Il futuro delle ex province: il governo evita il voto in aula

Il futuro delle ex province: il governo evita il voto in aula

E la “telenovela” sul futuro delle ex province continua: dopo oltre 2 ore di confronto, difatti, il presidente della Regione Nello Musumeci ha deciso di non sottoporre al voto il nuovo rinvio delle elezioni provinciali. Tutto sembrava pronto per il voto ma, alla fine, voto non c’è stato. Al termine del suo intervento Musumeci ha disposto il dietrofront rispetto a una posizione che sembrava consolidata: la palla passa ora alla conferenza dei capigruppo, dove il governo conta di trovare l’intesa.

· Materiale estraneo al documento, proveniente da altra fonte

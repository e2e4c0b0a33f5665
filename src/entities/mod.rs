pub mod bill;
pub mod client;
pub mod client_rate;
pub mod client_zone_rate;
pub mod shipment;
pub mod shipment_box;
pub mod vendor;
pub mod vendor_pincode;
pub mod zone;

Lo stesso Gianfranco Miccichè ha avuto un momento di spaesamento quando il governatore si è rimesso all’aula. Così la seduta è stata sospesa e solo dopo un veloce confronto, il presidente dell’Ars ha dato notizia che il governo faceva un passo indietro.

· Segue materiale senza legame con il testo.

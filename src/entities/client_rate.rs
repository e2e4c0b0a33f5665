use chrono::{DateTime, Utc};
use rust_decimal::Decimal;
use sea_orm::entity::prelude::*;
use serde::{Deserialize, Serialize};
use uuid::Uuid;

use crate::rating::TransportMode;

/// Fixed charges for one (client, mode) pair. Per-zone per-kg rates hang
/// off this row in `client_zone_rates`.
#[derive(Clone, Debug, PartialEq, DeriveEntityModel, Serialize, Deserialize)]
#[sea_orm(table_name = "client_rates")]
pub struct Model {
    #[sea_orm(primary_key, auto_increment = false)]
    pub id: Uuid,
    pub client_id: Uuid,
    pub mode: TransportMode,
    /// CFT factor applied in the volumetric formula for this client/mode.
    pub cft: f64,
    pub minimum_weight: f64,
    pub minimum_freight: Decimal,
    pub docket_charges: Decimal,
    pub fuel_pct: Decimal,
    pub fov_pct: Decimal,
    pub oda_charge: Decimal,
    pub other_charges: Decimal,
    pub created_at: DateTime<Utc>,
    pub updated_at: Option<DateTime<Utc>>,
}

#[derive(Copy, Clone, Debug, EnumIter, DeriveRelation)]
pub enum Relation {
    #[sea_orm(
        belongs_to = "super::client::Entity",
        from = "Column::ClientId",
        to = "super::client::Column::Id"
    )]
    Client,
    #[sea_orm(has_many = "super::client_zone_rate::Entity")]
    ZoneRates,
}

impl Related<super::client::Entity> for Entity {
    fn to() -> RelationDef {
        Relation::Client.def()
    }
}

impl Related<super::client_zone_rate::Entity> for Entity {
    fn to() -> RelationDef {
        Relation::ZoneRates.def()
    }
}

impl ActiveModelBehavior for ActiveModel {}
pub mod bills;
pub mod clients;
pub mod rates;
pub mod shipments;
pub mod vendors;
pub mod zones;

use std::sync::Arc;

use crate::db::DbPool;
use crate::events::EventSender;
use crate::services;

// Re-export AppState so handler modules can import it as crate::handlers::AppState
pub use crate::AppState;

/// Services layer that encapsulates business logic used by HTTP handlers
#[derive(Clone)]
pub struct AppServices {
    pub clients: Arc<services::clients::ClientService>,
    pub vendors: Arc<services::vendors::VendorService>,
    pub zones: Arc<services::zones::ZoneService>,
    pub rates: Arc<services::rates::RateService>,
    pub shipments: Arc<services::shipments::ShipmentService>,
    pub billing: Arc<services::billing::BillingService>,
}

impl AppServices {
    pub fn new(db_pool: Arc<DbPool>, event_sender: Option<Arc<EventSender>>) -> Self {
        Self {
            clients: Arc::new(services::clients::ClientService::new(
                db_pool.clone(),
                event_sender.clone(),
            )),
            vendors: Arc::new(services::vendors::VendorService::new(
                db_pool.clone(),
                event_sender.clone(),
            )),
            zones: Arc::new(services::zones::ZoneService::new(
                db_pool.clone(),
                event_sender.clone(),
            )),
            rates: Arc::new(services::rates::RateService::new(
                db_pool.clone(),
                event_sender.clone(),
            )),
            shipments: Arc::new(services::shipments::ShipmentService::new(
                db_pool.clone(),
                event_sender.clone(),
            )),
            billing: Arc::new(services::billing::BillingService::new(
                db_pool,
                event_sender,
            )),
        }
    }
}
use axum::{
    extract::{Path, State},
    http::StatusCode,
    response::{IntoResponse, Json},
};
use chrono::{DateTime, Utc};
use serde::Serialize;
use utoipa::ToSchema;
use uuid::Uuid;

use crate::{
    entities::zone, errors::ServiceError, services::zones::CreateZoneRequest, ApiResponse,
    ApiResult, AppState,
};

#[derive(Debug, Serialize, ToSchema)]
pub struct ZoneResponse {
    pub id: Uuid,
    #[schema(example = "North")]
    pub name: String,
    pub created_at: DateTime<Utc>,
}

impl From<zone::Model> for ZoneResponse {
    fn from(model: zone::Model) -> Self {
        Self {
            id: model.id,
            name: model.name,
            created_at: model.created_at,
        }
    }
}

#[utoipa::path(
    get,
    path = "/api/v1/zones",
    responses(
        (status = 200, description = "Zones listed", body = ApiResponse<Vec<ZoneResponse>>)
    ),
    tag = "zones"
)]
pub async fn list_zones(State(state): State<AppState>) -> ApiResult<Vec<ZoneResponse>> {
    let zones = state.services.zones.list_zones().await?;
    let items: Vec<ZoneResponse> = zones.into_iter().map(ZoneResponse::from).collect();
    Ok(Json(ApiResponse::success(items)))
}

#[utoipa::path(
    get,
    path = "/api/v1/zones/:id",
    params(
        ("id" = Uuid, Path, description = "Zone ID")
    ),
    responses(
        (status = 200, description = "Zone fetched", body = ApiResponse<ZoneResponse>),
        (status = 404, description = "Zone not found", body = crate::errors::ErrorResponse)
    ),
    tag = "zones"
)]
pub async fn get_zone(State(state): State<AppState>, Path(id): Path<Uuid>) -> ApiResult<ZoneResponse> {
    match state.services.zones.get_zone(id).await? {
        Some(model) => Ok(Json(ApiResponse::success(ZoneResponse::from(model)))),
        None => Err(ServiceError::NotFound(format!("Zone {}", id))),
    }
}

#[utoipa::path(
    post,
    path = "/api/v1/zones",
    request_body = CreateZoneRequest,
    responses(
        (status = 201, description = "Zone created", body = ApiResponse<ZoneResponse>),
        (status = 409, description = "Zone name already in use", body = crate::errors::ErrorResponse)
    ),
    tag = "zones"
)]
pub async fn create_zone(
    State(state): State<AppState>,
    Json(payload): Json<CreateZoneRequest>,
) -> Result<impl IntoResponse, ServiceError> {
    let created = state.services.zones.create_zone(payload).await?;
    Ok((
        StatusCode::CREATED,
        Json(ApiResponse::success(ZoneResponse::from(created))),
    ))
}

Il governo aveva presentato un emendamento a firma dell’assessore agli Enti locali Bernadette Grasso per rinviare le votazioni per le ex Province in una domenica di ottobre 2019. Per rispettare il regolamento e la volontà del Parlamento, dopo un lungo dibattito, il presidente della Regione ha deciso di ritirare l’emendamento che, come promesso, aveva invece fatto presentare. In questo modo, l’esecutivo regionale pensava di rimediare, sebbene parzialmente, al voto, assunto la scorsa settimana, dalla maggioranza. Nell’ultima seduta, infatti, l’Ars aveva approvato una norma con cui si rinviavano le elezione degli organi dei Liberi Consorzi e delle Città Metropolitane dal prossimo 30 giugno ad aprile 2020. Musumeci ha così chiesto che l’Ars tratti della questione secondo un calendario che deciderà autonomamente.